東北大学安部桂太さんの論文が”Molecular Systems Design & Engineering”に掲載されました。
”Programmable reactions and diffusion using DNA for pattern formation in hydrogel medium”

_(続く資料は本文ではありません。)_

// Copyright (c) 2025 Soumyadip Sarkar.
// All rights reserved.
//
// This source code is licensed under the license found in the
// LICENSE file in the root directory of this source tree.

use crate::models::{Difficulty, Mood};
use crate::session::Session;
use crate::utils::{maybe_print_json, pretty_table, required_arg};
use anyhow::{Context, Result};
use serde::Serialize;

pub fn handle(session: &mut Session, m: &clap::ArgMatches) -> Result<()> {
    match m.subcommand() {
        Some(("add", sub)) => add(session, sub)?,
        Some(("list", sub)) => list(session, sub)?,
        _ => {}
    }
    Ok(())
}

/// Fills the session draft from the arguments and saves it.
pub fn add(session: &mut Session, sub: &clap::ArgMatches) -> Result<()> {
    let mood: Mood = required_arg(sub, "mood")?.parse()?;
    let difficulty: Difficulty = required_arg(sub, "difficulty")?.parse()?;
    let text = |id: &str| {
        sub.get_one::<String>(id)
            .map(|s| s.trim().to_string())
            .unwrap_or_default()
    };

    session.draft.mood = Some(mood);
    session.draft.difficulty = Some(difficulty);
    session.draft.helped_today = text("helped");
    session.draft.additional_thoughts = text("thoughts");
    session.draft.shared = !sub.get_flag("private");

    session
        .journal
        .save_entry(&mut session.draft)
        .context("Could not save journal entry")?;
    println!("Journal entry saved successfully!");
    Ok(())
}

#[derive(Debug, Serialize)]
pub struct EntryRow {
    pub id: u64,
    pub title: String,
    pub mood: String,
    pub difficulty: String,
    pub helped_today: String,
    pub additional_thoughts: String,
    pub shared: bool,
}

pub fn query_rows(session: &Session, limit: Option<usize>) -> Vec<EntryRow> {
    session
        .journal
        .entries()
        .iter()
        .take(limit.unwrap_or(usize::MAX))
        .map(|e| EntryRow {
            id: e.id,
            title: e.title(),
            mood: format!("{} {}", e.mood.emoji(), e.mood),
            difficulty: format!("{}/5", e.difficulty),
            helped_today: e.helped_today.clone(),
            additional_thoughts: e.additional_thoughts.clone(),
            shared: e.shared,
        })
        .collect()
}

fn list(session: &Session, sub: &clap::ArgMatches) -> Result<()> {
    let data = query_rows(session, sub.get_one::<usize>("limit").copied());
    if !maybe_print_json(sub.get_flag("json"), sub.get_flag("jsonl"), &data)? {
        if data.is_empty() {
            println!("Your past journal entries will appear here");
            return Ok(());
        }
        let rows = data
            .into_iter()
            .map(|r| {
                vec![
                    r.title,
                    r.mood,
                    r.difficulty,
                    r.helped_today,
                    r.additional_thoughts,
                    if r.shared { "yes".into() } else { "no".into() },
                ]
            })
            .collect();
        println!(
            "{}",
            pretty_table(
                &["Entry", "Feeling", "Difficulty", "What helped", "Thoughts", "Shared"],
                rows,
            )
        );
    }
    Ok(())
}
// Copyright (c) 2025 Soumyadip Sarkar.
// All rights reserved.
//
// This source code is licensed under the license found in the
// LICENSE file in the root directory of this source tree.

//! Streak and goal progression.
//!
//! A clean day extends the streak and adds the daily cost to the savings
//! estimate. Every 30 days the goal moves up by another 30. A slip archives
//! the streak, gives back one day of savings and drops the goal to 30.

use chrono::{Local, NaiveDate};
use rust_decimal::Decimal;
use serde::Serialize;
use tracing::{debug, info};

use crate::models::{Milestone, StreakHistoryEntry};

pub const GOAL_STEP_DAYS: u32 = 30;
pub const MILESTONE_EVERY: u32 = 5;
pub const RECENT_STREAKS_SHOWN: usize = 3;

/// Everything that changes together on a success or a failure.
#[derive(Debug, Clone, Copy, PartialEq, Eq, Serialize)]
pub struct StreakState {
    pub current_streak_days: u32,
    pub total_saved: Decimal,
    pub goal_level: u32,
    pub current_goal_days: u32,
}

impl Default for StreakState {
    fn default() -> Self {
        Self {
            current_streak_days: 0,
            total_saved: Decimal::ZERO,
            goal_level: 1,
            current_goal_days: GOAL_STEP_DAYS,
        }
    }
}

impl StreakState {
    pub fn succeeded(self, daily_cost: Decimal) -> (StreakState, Option<Milestone>) {
        let days = self.current_streak_days.saturating_add(1);
        let mut next = StreakState {
            current_streak_days: days,
            total_saved: self.total_saved + daily_cost,
            ..self
        };
        if days % GOAL_STEP_DAYS == 0 {
            let new_level = days / GOAL_STEP_DAYS + 1;
            if new_level > next.goal_level {
                next.goal_level = new_level;
                next.current_goal_days = GOAL_STEP_DAYS.saturating_mul(new_level);
            }
        }
        let milestone = (days % MILESTONE_EVERY == 0 || days % GOAL_STEP_DAYS == 0).then(|| {
            Milestone {
                days,
                major: days % GOAL_STEP_DAYS == 0,
            }
        });
        (next, milestone)
    }

    pub fn failed(self, daily_cost: Decimal) -> StreakState {
        StreakState {
            current_streak_days: 0,
            total_saved: (self.total_saved - daily_cost).max(Decimal::ZERO),
            goal_level: 1,
            current_goal_days: GOAL_STEP_DAYS,
        }
    }

    pub fn progress_fraction(&self) -> f64 {
        (f64::from(self.current_streak_days) / f64::from(self.current_goal_days)).min(1.0)
    }

    pub fn status_label(&self) -> &'static str {
        match self.current_streak_days {
            0..=6 => "Getting Started",
            7..=13 => "Recovering",
            14..=20 => "Improving",
            21..=59 => "Thriving",
            60..=89 => "Champion",
            _ => "Vape-Free Master",
        }
    }

    // Rules overlap; order matters.
    pub fn motivation_message(&self) -> String {
        let d = self.current_streak_days;
        if d == 0 {
            "Start your journey today!".to_string()
        } else if d < 3 {
            "The first days are the hardest. Keep going!".to_string()
        } else if d < 7 {
            "Almost a week! Your lungs are thanking you.".to_string()
        } else if d < 14 {
            "Amazing progress! Your circulation is improving.".to_string()
        } else if d < 30 {
            "You're building a new, healthier you!".to_string()
        } else if d == 30 {
            "30 days! You've reached your goal!".to_string()
        } else if d % GOAL_STEP_DAYS == 0 {
            format!(
                "{} days! Another goal crushed. Next stop: {} days.",
                d,
                d.saturating_add(GOAL_STEP_DAYS)
            )
        } else if d < 60 {
            "Over a month vape-free. Your breathing is getting easier!".to_string()
        } else if d < 90 {
            "Two months strong. Cravings are losing their grip!".to_string()
        } else {
            "You're an inspiration. Keep breathing clean!".to_string()
        }
    }

    pub fn avatar_stage(&self) -> AvatarStage {
        match self.current_streak_days {
            0 => AvatarStage::Struggling,
            1..=9 => AvatarStage::Healing,
            10..=19 => AvatarStage::Recovering,
            _ => AvatarStage::Healthy,
        }
    }
}

#[derive(Debug, Clone, Copy, PartialEq, Eq, Serialize)]
#[serde(rename_all = "lowercase")]
pub enum AvatarStage {
    Struggling,
    Healing,
    Recovering,
    Healthy,
}

impl AvatarStage {
    pub fn as_str(&self) -> &'static str {
        match self {
            AvatarStage::Struggling => "struggling",
            AvatarStage::Healing => "healing",
            AvatarStage::Recovering => "recovering",
            AvatarStage::Healthy => "healthy",
        }
    }
}

#[derive(Debug, Clone, Default)]
pub struct StreakTracker {
    state: StreakState,
    history: Vec<StreakHistoryEntry>,
}

impl StreakTracker {
    pub fn new() -> Self {
        Self::default()
    }

    pub fn state(&self) -> &StreakState {
        &self.state
    }

    /// Past streaks, oldest first. Grows for the life of the session.
    pub fn history(&self) -> &[StreakHistoryEntry] {
        &self.history
    }

    pub fn recent_history(&self, n: usize) -> &[StreakHistoryEntry] {
        let start = self.history.len().saturating_sub(n);
        &self.history[start..]
    }

    pub fn record_success(&mut self, daily_cost: Decimal) -> Option<Milestone> {
        let before = self.state;
        let (next, milestone) = before.succeeded(daily_cost);
        self.state = next;
        debug!(days = next.current_streak_days, saved = %next.total_saved, "clean day recorded");
        if next.goal_level > before.goal_level {
            info!(
                level = next.goal_level,
                goal_days = next.current_goal_days,
                "goal raised"
            );
        }
        if let Some(m) = milestone {
            info!(days = m.days, major = m.major, "milestone reached");
        }
        milestone
    }

    pub fn record_failure(&mut self, daily_cost: Decimal) {
        self.record_failure_on(daily_cost, Local::now().date_naive());
    }

    pub fn record_failure_on(&mut self, daily_cost: Decimal, today: NaiveDate) {
        let days = self.state.current_streak_days;
        if days > 0 {
            self.history.push(StreakHistoryEntry {
                days,
                ended_on: today,
            });
            info!(days, ended_on = %today, "streak broken");
        }
        self.state = self.state.failed(daily_cost);
    }
}
// Copyright (c) 2025 Soumyadip Sarkar.
// All rights reserved.
//
// This source code is licensed under the license found in the
// LICENSE file in the root directory of this source tree.

use chrono::{DateTime, Local};
use once_cell::sync::Lazy;
use regex::Regex;
use tracing::info;

use crate::error::{Error, Result};
use crate::models::Invitation;

static EMAIL_RE: Lazy<std::result::Result<Regex, regex::Error>> =
    Lazy::new(|| Regex::new(r"^[^@\s]+@[^@\s]+\.[^@\s]+$"));

pub fn validate_email(email: &str) -> Result<()> {
    match &*EMAIL_RE {
        Ok(re) if re.is_match(email) => Ok(()),
        _ => Err(Error::InvalidEmail(email.to_string())),
    }
}

/// Pending invitations. Sending is acknowledged only; nothing leaves the process.
#[derive(Debug, Clone, Default)]
pub struct PartnerBook {
    invitations: Vec<Invitation>,
}

impl PartnerBook {
    pub fn new() -> Self {
        Self::default()
    }

    pub fn invitations(&self) -> &[Invitation] {
        &self.invitations
    }

    pub fn invite(&mut self, name: &str, email: &str) -> Result<&Invitation> {
        self.invite_at(name, email, Local::now())
    }

    pub fn invite_at(&mut self, name: &str, email: &str, now: DateTime<Local>) -> Result<&Invitation> {
        let name = name.trim();
        let email = email.trim();
        if name.is_empty() {
            return Err(Error::MissingField("name"));
        }
        if email.is_empty() {
            return Err(Error::MissingField("email"));
        }
        validate_email(email)?;
        info!(name, email, "invitation sent");
        let idx = self.invitations.len();
        self.invitations.push(Invitation {
            name: name.to_string(),
            email: email.to_string(),
            sent_at: now,
        });
        Ok(&self.invitations[idx])
    }
}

「DNAによる反応拡散系のプログラムとハイドロゲル中のパターン形成」
安部桂太,川又生吹,野村 M. 慎一郎,村田智
Molecular Systems Design & Engineering, 2019, DOI: 10.1039/c9me00004f.
Accepted 25 March 2019
パターン形成とは自律的に規則的な模様が現れる現象であり,自己組織化の重要な要素の一つである.特に分子の反応と拡散によるパターン形成はよく知られており,数理モデルによる形成過程の再現や人工反応拡散系の構築などが報告されている.本研究では合成DNAを用いてハイドロゲル中の反応と拡散の両方をプログラムし,自律的にパターンを形成するシステムについて報告する.合成DNAは塩基配列を設計することで溶液中の反応をプログラムすることができる材料であり,それを組み合わせた論理回路による情報処理が可能である.また,DNAを高分子と結合させ,ハイドロゲル中に導入することで任意のDNAの拡散を抑制することが可能である.ここではこのDNA論理回路と拡散を抑制する機構を組み合わせることで2次元空間をDNAの拡散源を母点としてボロノイ分割するシステムを構築した.また,拡散を抑制したDNAとの可逆的な相互作用を利用してその抑制度を調整することで,母点の重み付けを変更し,得られるパターンを作り分けることが可能であることを示した.DNA論理回路の組み合わせによる反応系のプログラムの高度化や,パターンとゲル化・融解との対応付けにより,複雑なパターン形成やパターンに応じたハイドロゲルの作製が可能になると考えられる.この技術は自律的に構築される人工臓器の開発などに貢献できると期待される.